NPR Uses DOE Data to Create Three College Rankings

Maybe the IB kids are the ones who didn’t need financial aid…

^^thats what I was thinking

Note that the Ivy numbers are “IRS Earnings,” not compensation from an employer. Wealthy persons tend to get a good portion of their income from activities outside of compensation from an employer, often the majority. If you assume engineering majors get a similar portion of income as typical for their income percentile from activities outside of compensation, then I expect engineering would be higher.

More importantly, one needs to consider cause vs correlation. Did the Ivy grads’ financial success primarily relate to the school name or the person? If it’s the latter, a particular person who is capable of being accepted to HYPSM… is likely to have similar degree of success had they attended a different school instead. For example, the study at http://www.nber.org/papers/w7322.pdf found that students who attended a selective college had a similar income to students who were accepted to comparable selective colleges, but attended a less selective one.

@bclintonk, @furrydog, etc., note that the attrition rate for IB and MC tends to be pretty high. IB has a pretty set path. Analysts are there for 2-3 years. A small percentage are promoted to associates and the rest are sent off their merry way with recs for b-school. After b-school, many do well, but a good chunk are burnt out by IB and choose a less demanding industry.
Consulting isn’t as set, but they also have an up-or-out culture.

So some folks who start out in those industries really make it big, but the variance is high.

Interesting I have not seen many CCers wondering about investment banking. It was the rage 4-5 years ago.

BTW, @furrydog, I wish that someone did something with the Federal data that Payscale and WSJ did a few years ago (because tax income data would be more accurate):
http://online.wsj.com/public/resources/documents/info-Salaries_for_Colleges_by_Type-sort.html

The interesting thing there is that the 75th percentile at Binghamton and UCD out-earn the median of the 2 schools with the highest median (Dartmouth and Princeton). Now how much harder is it to be 75th percentile at Bing or Davis compared to getting in to Princeton or Dartmouth?

When you look at it that way, it does seem like there are many paths to (financial) success.

@PurpleTitan - very interesting table. However, I am curious - where did WSJ get the numbers?
Are these self-reported numbers from Payscale - then I probably will take them with a grain of salt.
Also, mid-career = 10 years out of school?
(if so, it is an interesting choice of word)

I guess it is hard for the Fed to gather this data (from privacy standpoint).
Also, I suspect a lot of people would object to the use of this data due to the fact that it can/will be used to rank schools on just one crude metric which is salary.
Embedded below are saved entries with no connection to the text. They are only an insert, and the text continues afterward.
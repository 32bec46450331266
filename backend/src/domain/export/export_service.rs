//! Export service domain logic for the voucher desk.
//!
//! Looks up the requested vouchers, hands them to the right renderer and
//! writes the result where the caller asked (Documents by default).

use std::fs;
use std::path::PathBuf;
use std::sync::Arc;

use chrono::Local;
use shared::{
    ExportJsonRequest, ExportPayload, ExportPdfRequest, ExportSpreadsheetRequest,
    SaveVoucherRequest, Voucher,
};
use tracing::{error, info};

use super::pdf::PdfEngine;
use super::spreadsheet::{self, VoucherRow};
use super::{markup, target};
use crate::domain::voucher_service::VoucherService;
use crate::error::{StoreError, StoreResult};

/// Export service that handles all export-related business logic
#[derive(Clone)]
pub struct ExportService {
    vouchers: VoucherService,
    engine: Arc<dyn PdfEngine>,
}

impl ExportService {
    pub fn new(vouchers: VoucherService, engine: Arc<dyn PdfEngine>) -> Self {
        Self { vouchers, engine }
    }

    /// Fetch every listed voucher, in the order given
    fn collect(&self, pv_numbers: &[String]) -> StoreResult<Vec<Voucher>> {
        if pv_numbers.is_empty() {
            return Err(StoreError::InvalidRequest("No vouchers selected".to_string()));
        }
        pv_numbers.iter().map(|pv| self.vouchers.find(pv)).collect()
    }

    fn batch_name(prefix: &str) -> String {
        format!("{}_{}", prefix, Local::now().format("%Y%m%d"))
    }

    /// PDF of one voucher, or a batch with one page per voucher
    pub fn export_pdf(&self, request: ExportPdfRequest) -> StoreResult<ExportPayload> {
        info!("Exporting {} voucher(s) to PDF", request.pv_numbers.len());
        let vouchers = self.collect(&request.pv_numbers)?;

        let default_name = match vouchers.as_slice() {
            [single] => format!("PV_{}", single.pv_number),
            _ => Self::batch_name("PaymentVouchers"),
        };
        let path = target::resolve(&request.target, &default_name, "pdf")?;

        let rendered = self.engine.render(&vouchers)?;
        target::ensure_parent(&path)?;
        fs::write(&path, &rendered.bytes).map_err(|e| {
            error!("Failed to write PDF {}: {}", path.display(), e);
            StoreError::from(e)
        })?;

        info!("Wrote {} page PDF to {}", rendered.pages, path.display());
        Ok(ExportPayload {
            path: path.to_string_lossy().to_string(),
            count: rendered.pages,
        })
    }

    /// Spreadsheet of the listed vouchers, or of every voucher newest first
    pub fn export_spreadsheet(
        &self,
        request: ExportSpreadsheetRequest,
    ) -> StoreResult<ExportPayload> {
        let vouchers = match request.pv_numbers.as_deref() {
            Some(pv_numbers) => self.collect(pv_numbers)?,
            None => self.vouchers.list_all()?,
        };
        info!("Exporting {} voucher(s) to {:?}", vouchers.len(), request.format);

        let extension = request.format.extension();
        let default_name = Self::batch_name("PaymentVouchers");
        let path = target::resolve(&request.target, &default_name, extension)?;
        let rows: Vec<VoucherRow> = vouchers.iter().map(VoucherRow::from).collect();

        target::ensure_parent(&path)?;
        let count = spreadsheet::write(&rows, request.format, &path)?;

        info!("Wrote {} rows to {}", count, path.display());
        Ok(ExportPayload {
            path: path.to_string_lossy().to_string(),
            count,
        })
    }

    /// Printable HTML of the listed vouchers
    pub fn render_markup(&self, pv_numbers: &[String]) -> StoreResult<String> {
        let vouchers = self.collect(pv_numbers)?;
        Ok(markup::render_document(&vouchers))
    }

    /// Write one voucher as pretty JSON
    pub fn export_json(&self, request: ExportJsonRequest) -> StoreResult<PathBuf> {
        let voucher = self.vouchers.find(&request.pv_number)?;
        let path = target::resolve(&request.target, &voucher.pv_number, "json")?;

        target::ensure_parent(&path)?;
        fs::write(&path, serde_json::to_string_pretty(&voucher)?)?;

        info!("Exported voucher {} to {}", voucher.pv_number, path.display());
        Ok(path)
    }

    /// Load a voucher JSON file and save it; returns the saved identifier.
    ///
    /// Accepts both a stored voucher record and the form's own field layout.
    pub fn import_json(&self, path: &str) -> StoreResult<String> {
        let path = PathBuf::from(target::sanitize_path(path));
        let content = fs::read_to_string(&path)?;

        let request = match serde_json::from_str::<Voucher>(&content) {
            Ok(voucher) => SaveVoucherRequest::from(voucher),
            Err(_) => serde_json::from_str::<SaveVoucherRequest>(&content)?,
        };
        if request.pv_number.trim().is_empty() {
            return Err(StoreError::InvalidRequest(
                "Imported file has no voucher number".to_string(),
            ));
        }

        let pv_number = self.vouchers.save(request)?;
        info!("Imported voucher {} from {}", pv_number, path.display());
        Ok(pv_number)
    }
}

#[cfg(test)]
mod tests {
    use super::*;
    use crate::domain::counter_service::CounterService;
    use crate::domain::export::pdf::{PrintPdfEngine, RenderedPdf};
    use crate::storage::file::test_utils::{sample_voucher_at, TestEnvironment};
    use crate::storage::{SettingsRepository, VoucherRepository};
    use shared::{ExportTarget, SpreadsheetFormat};

    fn setup_test_service() -> (ExportService, TestEnvironment) {
        setup_with_engine(Arc::new(PrintPdfEngine))
    }

    fn setup_with_engine(engine: Arc<dyn PdfEngine>) -> (ExportService, TestEnvironment) {
        let env = TestEnvironment::new().expect("Failed to create test environment");
        let settings = Arc::new(SettingsRepository::new(env.connection.clone()));
        let counters = CounterService::new(settings);
        let repository = Arc::new(VoucherRepository::new(env.connection.clone()));
        let vouchers = VoucherService::new(repository, counters);
        for (i, key) in ["MI-0001", "NES-0002", "MI-0003"].iter().enumerate() {
            let voucher = sample_voucher_at(key, "Supplier", i as i64);
            vouchers.save(SaveVoucherRequest::from(voucher)).unwrap();
        }
        (ExportService::new(vouchers, engine), env)
    }

    fn target_in(env: &TestEnvironment, file_name: Option<&str>) -> ExportTarget {
        ExportTarget {
            custom_path: Some(env.base_path.join("out").to_string_lossy().to_string()),
            file_name: file_name.map(str::to_string),
        }
    }

    struct CountingEngine;

    impl PdfEngine for CountingEngine {
        fn render(&self, vouchers: &[Voucher]) -> StoreResult<RenderedPdf> {
            let keys: Vec<&str> = vouchers.iter().map(|v| v.pv_number.as_str()).collect();
            Ok(RenderedPdf {
                bytes: keys.join("\n").into_bytes(),
                pages: vouchers.len(),
                signatures: 0,
            })
        }
    }

    #[test]
    fn test_single_pdf_is_named_after_voucher() {
        let (service, env) = setup_test_service();

        let payload = service
            .export_pdf(ExportPdfRequest {
                pv_numbers: vec!["NES-0002".to_string()],
                target: target_in(&env, None),
            })
            .unwrap();

        assert_eq!(payload.count, 1);
        assert!(payload.path.ends_with("PV_NES-0002.pdf"));
        assert!(fs::read(&payload.path).unwrap().starts_with(b"%PDF-"));
    }

    #[test]
    fn test_batch_pdf_keeps_requested_order() {
        let (service, env) = setup_with_engine(Arc::new(CountingEngine));

        let payload = service
            .export_pdf(ExportPdfRequest {
                pv_numbers: vec!["MI-0003".to_string(), "MI-0001".to_string()],
                target: target_in(&env, Some("batch")),
            })
            .unwrap();

        assert_eq!(payload.count, 2);
        assert_eq!(fs::read_to_string(&payload.path).unwrap(), "MI-0003\nMI-0001");
    }

    #[test]
    fn test_pdf_with_unknown_voucher_fails() {
        let (service, env) = setup_test_service();

        let err = service
            .export_pdf(ExportPdfRequest {
                pv_numbers: vec!["MI-0001".to_string(), "MI-0999".to_string()],
                target: target_in(&env, None),
            })
            .unwrap_err();

        assert!(matches!(err, StoreError::NotFound(_)));
        assert!(!env.base_path.join("out").exists());
    }

    #[test]
    fn test_spreadsheet_defaults_to_every_voucher() {
        let (service, env) = setup_test_service();

        let payload = service
            .export_spreadsheet(ExportSpreadsheetRequest {
                pv_numbers: None,
                format: SpreadsheetFormat::Csv,
                target: target_in(&env, Some("all")),
            })
            .unwrap();

        assert_eq!(payload.count, 3);
        let content = fs::read_to_string(&payload.path).unwrap();
        let first_keys: Vec<&str> = content.lines().skip(1).map(|l| &l[..7]).collect();
        assert_eq!(first_keys, vec!["MI-0003", "NES-000", "MI-0001"]);
    }

    #[test]
    fn test_markup_for_selection() {
        let (service, _env) = setup_test_service();

        let html = service
            .render_markup(&["MI-0001".to_string(), "MI-0003".to_string()])
            .unwrap();

        assert_eq!(html.matches(markup::PAGE_BREAK).count(), 1);
        assert!(matches!(service.render_markup(&[]), Err(StoreError::InvalidRequest(_))));
    }

    #[test]
    fn test_json_export_then_import_round_trips() {
        let (service, env) = setup_test_service();
        let original = service.vouchers.find("NES-0002").unwrap();

        let path = service
            .export_json(ExportJsonRequest {
                pv_number: "NES-0002".to_string(),
                target: target_in(&env, None),
            })
            .unwrap();
        assert!(path.ends_with("NES-0002.json"));

        service.vouchers.delete("NES-0002").unwrap();
        let imported = service.import_json(&path.to_string_lossy()).unwrap();

        let restored = service.vouchers.find(&imported).unwrap();
        assert_eq!(restored.pay_to, original.pay_to);
        assert_eq!(restored.items, original.items);
        assert_eq!(restored.created_at, original.created_at);
    }

    #[test]
    fn test_import_accepts_form_layout() {
        let (service, env) = setup_test_service();
        let path = env.base_path.join("form.json");
        fs::write(
            &path,
            r#"{"pvNumber":"MI-0042","company":"mentari","payTo":"Walk-in","paymentMethod":"cash","items":[{"description":"Tea","invNo":"","amount":3}]}"#,
        )
        .unwrap();

        let imported = service.import_json(&path.to_string_lossy()).unwrap();

        assert_eq!(imported, "MI-0042");
        let stored = service.vouchers.find("MI-0042").unwrap();
        assert_eq!(stored.total_amount, rust_decimal::Decimal::from(3));
    }
}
Perhaps UCD’s numbers are skewed by the regional salary difference. We know a kid who graduated with a biology degree from UCD recently - it is hard to find employment - poor kid.

I agree with people’s take on IB - it seems like a very hard road to travel.

@furrydog, as I mentioned, that table is from Payscale, but if you look at the Fed numbers (which they did gather from tax returns; that’s how the WaPo reporter was able to put together his ranges), you’ll likely see something similar. However, you need to use their API to access that data (a bit annoyingly).

And yes, neither set of numbers correct for cost-of-living. Note that most Ivy grads (though maybe not the Ivy-equivalent grads in the Midwest) end up living on the high cost coasts as well.

I would expect that average pay is influenced also by where the graduates end up. When a school’s graduates are likely to end up in a place like NYC, the average income will be higher than if they end up in Rochester. But here is an odd thing. I’ve wondered about why Colgate’s average is so much higher than other schools, even those that seem very similar-like Hamilton in the next town over, or Skidmore. I figured that Colgate would have more econ/business majors, more male students, more students headed to NY for jobs…Then I started to look at the figures that comprise the overall average. For Colgate, the median starting salary for those majoring in Romance languages is listed at $93,000. Median starting salaries for biochem majors at $231,000 and for Rhetoric and English at $70,000. Those figure don’t seem credible to me.

@lostaccount, the Federal numbers have to be credible, unless people are lying on their tax returns. Could be a small sample size issue, though. The Payscale numbers could be exaggerated.

BTW, where are you getting the breakdown by major?

Maybe the Bopchem major is working for Daddy on Wall Street?

I recall that for a while back in the 1980s the most lucrative college major was Geography. This was due to two factors:

  1. There aren’t very many Geography majors.
  2. Michael Jordan was a Geography major.